NEW YORK (GenomeWeb) – Incorporating some well-known genetic risk factors when assessing a woman's risk of non-BRCA-associated hereditary breast cancer can help to more accurately predict risk than just family history alone, according to a study published this week in Genetics in Medicine.
Researchers from the University of Utah and elsewhere used 24 well-known breast cancer risk SNPs that are not in the BRCA1 or BRCA2 genes to come up with a risk score for 4,365 women from two familial breast cancer cohorts, and compared that to a risk score based on family history alone.
The goal of the study was to see whether this panel of 24 SNPs could help to better stratify women already considered to be at an elevated risk due to family history in order to determine which women should receive additional screening, such as magnetic resonance imaging.
The study examined women from two different cohorts: the Breast Cancer Family Registry (BCFR) and the Kathleen Cuningham Consortium Foundation for Research into Familial Breast Cancer (kConFab) cohorts, and included women who had already been diagnosed with breast cancer as well as unaffected women.

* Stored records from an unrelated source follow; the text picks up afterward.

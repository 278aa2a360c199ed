//! Observability infrastructure - Metrics

mod config;
mod metrics;

pub use config::MetricsConfig;
pub use metrics::{
    create_metrics_router, init_metrics, record_http_request, record_provider_request,
    record_relay_attempt, PrometheusMetrics,
};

The researchers genotyped the women using either capture-based next-generation sequencing, or a SNP genotyping array. They then generated a risk score based on the presence or absence of the SNP, its allele frequency, and the relative risk associated with it.
Next, they used a model called BOADICEA to predict breast cancer risk in 18,000 unaffected women from the two cohorts. The BOADICEA tool predicts a woman's risk of breast and ovarian cancers for 10 years and until the age of 80.
Looking at the genetic risk scores of the 2,869 women who were unaffected and the 1,496 women who were affected with breast cancer, the researchers found "highly significant" differences. Unaffected women had a mean genetic risk score of 2.170, slightly higher than their theoretical risk score of 2.123 based on having a positive family history. Affected women, meantime, had a risk score of 2.25. The unaffected women were followed for an average of 7.4 years, during which time 205 of them developed breast cancer.
Next, the researchers wanted to see the impact of combining the genetic risk scores with the family-history-based risk scores. The US recommends that women with a greater than 20 percent lifetime risk of breast cancer get MRI screening along with mammograms, while in the UK the threshold for MRI screening is 25 percent.
When the researchers added in risk assessment based on genetics to the family-history-based assessment, they noted that 249 of 1,585 women, or 16 percent, who were below the 20 percent risk threshold, moved above that. When using the higher threshold of 25 percent and including both genetic and family history-based risk assessments, 232 out of 2,176 women, or 11 percent, would move above the threshold.
"Inclusion of risk scores based on [breast cancer]-associated SNPs in risk assessment can provide more accurate risk prediction than family history alone and can influence recommendations for cancer screening and prevention modalities for high-risk women," the authors wrote.